Purks spoke with pride as he described Laughlin's unorthodox method in the moment of truth.
"She lifted her body up on the dashboard. I don't know how she did it," he said. "She's amazing."
As Laughlin pushed, Purks guided the baby out.
"It was kind of like a suction cup. It was so weird," he chuckled. "I was trying to remember everything possible from all the doctor shows and movies I've watched."
In an instance of good luck, there were clean towels in the back seat - extras left over from a spill that happened around Christmas. Purks used them to clear the baby's nose and mouth of fluids and to keep him warm.
"I wrapped up the baby and handed him to Corinne, and she just started smiling," he said.
"I was so relieved when I heard him crying," Laughlin said. "After that I couldn't stop smiling, and I didn't want to let him go."
"I didn't really get to experience the emotions of having your first kid because I was just so freaked out about them being alright. I just kept asking 'Are you OK?' because there was blood all over the place," Purks said.
A Pennsylvania state trooper was the first to arrive at the scene, according to the couple.
"He wouldn't even walk over to the passenger side to see Corinne because he so didn't want to see that. He said 'You handled it fine, just stay there and handle it,' and I was like 'I don't even know what I'm doing!'"

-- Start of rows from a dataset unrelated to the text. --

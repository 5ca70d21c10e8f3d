use std::{collections::BTreeMap, path::Path};

use crate::{
    check::{CheckReport, Status},
    expectations::{EnvExpectations, ToolSpec},
    probe::{self, CommandOutcome, TorchInfo},
};

/// Pinned minor passes, same major warns, anything else fails.
pub fn classify_version(pinned: (u32, u32), found: (u32, u32)) -> Status {
    if found == pinned {
        Status::Pass
    } else if found.0 == pinned.0 {
        Status::Warn
    } else {
        Status::Fail
    }
}

pub fn version_report(
    expect: &EnvExpectations,
    version: Result<(u32, u32, u32), String>,
) -> CheckReport {
    let mut report = CheckReport::new("Python");
    let (major, minor, micro) = match version {
        Ok(version) => version,
        Err(e) => {
            report.fail(format!("Couldn't query {}: {e}", expect.python));
            return report;
        }
    };

    let (pinned_major, pinned_minor) = expect.python_version;
    report.info(format!("Python version: {major}.{minor}.{micro}"));
    match classify_version(expect.python_version, (major, minor)) {
        Status::Pass => report.pass(format!("Python {major}.{minor}")),
        Status::Warn => report.warn(format!(
            "Python {major}.{minor} - usable, but {pinned_major}.{pinned_minor} is recommended"
        )),
        Status::Fail => report.fail(format!("Python {major}.{minor} - not supported")),
    }
    report
}

pub async fn interpreter_version(expect: &EnvExpectations) -> CheckReport {
    version_report(
        expect,
        probe::python_version(&expect.python, expect.probe_timeout).await,
    )
}

/// `value` is the content of the environment variable naming the active environment.
pub fn active_environment(expect: &EnvExpectations, value: Option<&str>) -> CheckReport {
    let mut report = CheckReport::new("Conda environment");
    match value.map(str::trim).filter(|v| !v.is_empty()) {
        None => report.fail(format!("No conda environment active ({} is not set)", expect.env_var)),
        Some(env) => {
            report.info(format!("Active environment: {env}"));
            if env == expect.env_name {
                report.pass(format!("Using the {env} environment"));
            } else {
                report.warn(format!(
                    "Using the {env} environment, {} is recommended",
                    expect.env_name
                ));
            }
        }
    }
    report
}

pub fn runtime_report(expect: &EnvExpectations, info: Result<TorchInfo, String>) -> CheckReport {
    let mut report = CheckReport::new("PyTorch and CUDA");
    let info = match info {
        Ok(info) => info,
        Err(e) => {
            report.fail(format!("PyTorch not usable: {e}"));
            return report;
        }
    };

    report.info(format!("PyTorch version: {}", info.version));
    report.info(format!("CUDA available: {}", info.cuda_available));
    if !info.cuda_available {
        report.fail("CUDA not available");
        return report;
    }

    let cuda_version = info.cuda_version.as_deref().unwrap_or("unknown");
    report.info(format!("CUDA version: {cuda_version}"));
    report.info(format!("CUDA devices: {}", info.devices.len()));
    if info.devices.is_empty() {
        report.fail("No CUDA device found");
        return report;
    }

    for (i, device) in info.devices.iter().enumerate() {
        report.info(format!("  GPU {i}: {}", device.name));
        report.info(format!("    Memory: {:.1} GB", device.memory_gb()));
        report.info(format!(
            "    Compute capability: {}.{}",
            device.major, device.minor
        ));
    }

    let cuda_major = cuda_version.split('.').next().unwrap_or_default();
    if cuda_major == expect.cuda_major {
        report.pass(format!("CUDA {}", expect.cuda_major));
    } else {
        report.warn(format!(
            "CUDA {cuda_version} - upgrading to CUDA {} is recommended",
            expect.cuda_major
        ));
    }
    report
}

pub async fn accelerator_runtime(expect: &EnvExpectations) -> CheckReport {
    runtime_report(
        expect,
        probe::torch_info(&expect.python, expect.probe_timeout).await,
    )
}

pub fn libraries_report(
    expect: &EnvExpectations,
    imports: Result<BTreeMap<String, Option<String>>, String>,
) -> CheckReport {
    let mut report = CheckReport::new("SuGaR dependencies");
    let imports = match imports {
        Ok(imports) => imports,
        Err(e) => {
            report.info(format!("Import probe failed: {e}"));
            BTreeMap::new()
        }
    };

    for lib in &expect.libraries {
        match imports.get(&lib.module) {
            Some(None) => report.pass(&lib.display),
            Some(Some(error)) => {
                log::debug!("Importing {} failed: {error}", lib.module);
                report.fail(format!("{} - not installed", lib.display));
            }
            None => report.fail(format!("{} - not installed", lib.display)),
        }
    }
    report
}

pub async fn libraries(expect: &EnvExpectations) -> CheckReport {
    let modules: Vec<&str> = expect.libraries.iter().map(|l| l.module.as_str()).collect();
    let imports = probe::import_modules(&expect.python, &modules, expect.probe_timeout).await;
    libraries_report(expect, imports)
}

fn tool_line(report: &mut CheckReport, tool: &ToolSpec, outcome: &CommandOutcome) {
    match outcome {
        CommandOutcome::Exited { code: Some(0), .. } => report.pass(&tool.display),
        CommandOutcome::Exited { .. } => {
            report.warn(format!("{} - found, but the probe reported a problem", tool.display));
        }
        CommandOutcome::Missing(_) | CommandOutcome::TimedOut => {
            report.fail(format!("{} - not found", tool.display));
        }
    }
}

pub async fn external_tools(expect: &EnvExpectations) -> CheckReport {
    let mut report = CheckReport::new("External tools");
    for tool in &expect.tools {
        let outcome =
            probe::run_command(&tool.command, &[&tool.probe_arg], expect.tool_timeout).await;
        tool_line(&mut report, tool, &outcome);
    }
    report
}

pub fn device_report(expect: &EnvExpectations, info: Result<TorchInfo, String>) -> CheckReport {
    let mut report = CheckReport::new("GPU");
    let info = match info {
        Ok(info) => info,
        Err(e) => {
            report.fail(format!("Failed to query GPU info: {e}"));
            return report;
        }
    };

    let Some(device) = info.current().filter(|_| info.cuda_available) else {
        report.fail("No usable GPU");
        return report;
    };

    report.info(format!("GPU name: {}", device.name));
    report.info(format!("Total memory: {:.1} GB", device.memory_gb()));
    report.info(format!(
        "Compute capability: {}.{}",
        device.major, device.minor
    ));
    report.info(format!("Multiprocessors: {}", device.multi_processor_count));

    // Only a hint: a name match says nothing reliable about capabilities.
    if device.name.contains(&expect.gpu_hint) {
        report.pass("RTX 50 series - newest architecture, CUDA 12.8 supported");
    } else {
        report.warn("Not a 50 series GPU - there may be compatibility issues");
    }
    report
}

pub async fn current_device(expect: &EnvExpectations) -> CheckReport {
    device_report(
        expect,
        probe::torch_info(&expect.python, expect.probe_timeout).await,
    )
}

pub fn project_files(expect: &EnvExpectations, working_dir: &Path) -> CheckReport {
    let mut report = CheckReport::new("SuGaR files");
    for file in &expect.files {
        if working_dir.join(&file.path).exists() {
            report.pass(format!("{} ({})", file.path, file.description));
        } else {
            report.fail(format!("{} - not found", file.path));
        }
    }
    report
}

#[cfg(test)]
mod tests {
    use std::time::Duration;

    use super::*;
    use crate::probe::GpuDevice;

    fn torch(cuda_version: &str, name: &str) -> TorchInfo {
        TorchInfo {
            version: "2.4.0".to_owned(),
            cuda_available: true,
            cuda_version: Some(cuda_version.to_owned()),
            devices: vec![GpuDevice {
                name: name.to_owned(),
                total_memory: 8 * 1024 * 1024 * 1024,
                major: 8,
                minor: 6,
                multi_processor_count: 46,
            }],
            current_device: Some(0),
        }
    }

    #[test]
    fn version_classification() {
        assert_eq!(classify_version((3, 10), (3, 10)), Status::Pass);
        assert_eq!(classify_version((3, 10), (3, 8)), Status::Warn);
        assert_eq!(classify_version((3, 10), (3, 12)), Status::Warn);
        assert_eq!(classify_version((3, 10), (2, 10)), Status::Fail);
        assert_eq!(classify_version((3, 10), (4, 0)), Status::Fail);
    }

    #[test]
    fn version_report_outcomes() {
        let expect = EnvExpectations::default();
        assert!(version_report(&expect, Ok((3, 11, 2))).passed());
        assert!(!version_report(&expect, Ok((2, 7, 18))).passed());
        assert!(!version_report(&expect, Err("not found".to_owned())).passed());
    }

    #[test]
    fn environment_name() {
        let expect = EnvExpectations::default();

        let report = active_environment(&expect, Some("gs_linux_backup"));
        assert!(report.passed());
        assert_eq!(report.count(Status::Pass), 1);

        let report = active_environment(&expect, Some("base"));
        assert!(report.passed());
        assert_eq!(report.count(Status::Warn), 1);

        assert!(!active_environment(&expect, None).passed());
        assert!(!active_environment(&expect, Some("  ")).passed());
    }

    #[test]
    fn runtime_checks() {
        let expect = EnvExpectations::default();

        let report = runtime_report(&expect, Ok(torch("12.4", "RTX 4090")));
        assert!(report.passed());
        assert_eq!(report.count(Status::Warn), 0);
        assert!(report.lines.iter().any(|l| l.text == "    Memory: 8.0 GB"));

        let report = runtime_report(&expect, Ok(torch("11.8", "RTX 3060")));
        assert!(report.passed());
        assert_eq!(report.count(Status::Warn), 1);

        let mut no_cuda = torch("12.1", "none");
        no_cuda.cuda_available = false;
        assert!(!runtime_report(&expect, Ok(no_cuda)).passed());

        assert!(!runtime_report(&expect, Err("No module named 'torch'".to_owned())).passed());
    }

    #[test]
    fn device_hint_is_not_a_failure() {
        let expect = EnvExpectations::default();

        let report = device_report(&expect, Ok(torch("12.8", "NVIDIA GeForce RTX 5080")));
        assert!(report.passed());
        assert_eq!(report.count(Status::Pass), 1);

        let report = device_report(&expect, Ok(torch("12.8", "NVIDIA GeForce RTX 4090")));
        assert!(report.passed());
        assert_eq!(report.count(Status::Warn), 1);

        let mut no_device = torch("12.8", "x");
        no_device.current_device = None;
        assert!(!device_report(&expect, Ok(no_device)).passed());
    }

    #[test]
    fn libraries_need_every_import() {
        let expect = EnvExpectations::default();
        let all_ok: BTreeMap<_, _> = expect
            .libraries
            .iter()
            .map(|l| (l.module.clone(), None))
            .collect();
        assert!(libraries_report(&expect, Ok(all_ok.clone())).passed());

        let mut one_missing = all_ok;
        one_missing.insert(
            "pytorch3d".to_owned(),
            Some("ModuleNotFoundError: No module named 'pytorch3d'".to_owned()),
        );
        let report = libraries_report(&expect, Ok(one_missing));
        assert!(!report.passed());
        assert_eq!(report.count(Status::Fail), 1);

        let report = libraries_report(&expect, Err("Can't run python".to_owned()));
        assert_eq!(report.count(Status::Fail), expect.libraries.len());
    }

    #[test]
    fn files_relative_to_working_dir() {
        let dir = std::env::temp_dir().join(format!("sugar-doctor-files-{}", std::process::id()));
        std::fs::create_dir_all(&dir).expect("Failed to create temp dir");
        let expect = EnvExpectations::default();

        let report = project_files(&expect, &dir);
        assert_eq!(report.count(Status::Fail), expect.files.len());

        for file in &expect.files {
            std::fs::write(dir.join(&file.path), "").expect("Failed to write file");
        }
        assert!(project_files(&expect, &dir).passed());

        let _ = std::fs::remove_dir_all(&dir);
    }

    #[cfg(unix)]
    #[tokio::test]
    async fn tool_outcomes() {
        let expect = EnvExpectations {
            tools: vec![
                ToolSpec {
                    display: "True".to_owned(),
                    command: "true".to_owned(),
                    probe_arg: "--version".to_owned(),
                },
                ToolSpec {
                    display: "False".to_owned(),
                    command: "false".to_owned(),
                    probe_arg: "--version".to_owned(),
                },
            ],
            ..Default::default()
        };
        let report = external_tools(&expect).await;
        assert!(report.passed());
        assert_eq!(report.count(Status::Pass), 1);
        assert_eq!(report.count(Status::Warn), 1);

        let expect = EnvExpectations {
            tools: vec![
                ToolSpec {
                    display: "Sleepy".to_owned(),
                    command: "sleep".to_owned(),
                    probe_arg: "5".to_owned(),
                },
                ToolSpec {
                    display: "Nothing".to_owned(),
                    command: "sugar-doctor-not-a-tool".to_owned(),
                    probe_arg: "--version".to_owned(),
                },
            ],
            tool_timeout: Duration::from_millis(100),
            ..Default::default()
        };
        let report = external_tools(&expect).await;
        assert!(!report.passed());
        assert_eq!(report.count(Status::Fail), 2);
    }
}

By coincidence, Purks' cousin, Tanya Vudrogovic, recognized the Pontiac on the side of U.S. 22 as she drove to work at American Airlines that morning. She was the second to stop, making the event a true family affair.
Soon after, the ambulance arrived with a nurse, and she cut the umbilical cord on the spot in front of the McDonald Midway sign, a spot Purks drives past every day on the way to work.
Laughlin was transported with her newborn son back to Weirton Medical Center in the ambulance, and Purks followed in the car.
"I pulled into the parking lot, and I just started puking because I saw that my son and Corinne were alright, and I could finally release some of that emotion. I was crying and puking all at once. I was in a state of shock," he remembered. "When we got into the hospital nurses kept asking me if I was OK, and I just kept looking at my hands, at the blood. I could barely speak."
Elijah James Purks was born healthy, weighing in at 6 pounds, 5 ounces and 20 inches long with a head full of dark hair. His time of birth was recorded as Jan. 16, 2014 at 8:11 a.m., though his parents are sure he arrived earlier than that.
"I definitely learned that I know my body better than a doctor," Laughlin said, frustrated with the advice they received from Sewickley to stay home. Both new parents expressed gratitude toward the personnel who helped at Weirton Medical Center.
"I was very happy with them," she said. "They were very helpful. We'll be using Weirton doctors from now on."
Purks considered the experience a "worst case scenario gone the best way possible." He quoted basketball coach Jim Valvano: "God made so many ordinary people because ordinary people do extraordinary things every day."
"We're very, very lucky," Laughlin noted. "We couldn't do this every day without our family. They got the car deep cleaned, cleaned the house, got everything ready for us to come home. They were all there for us right away."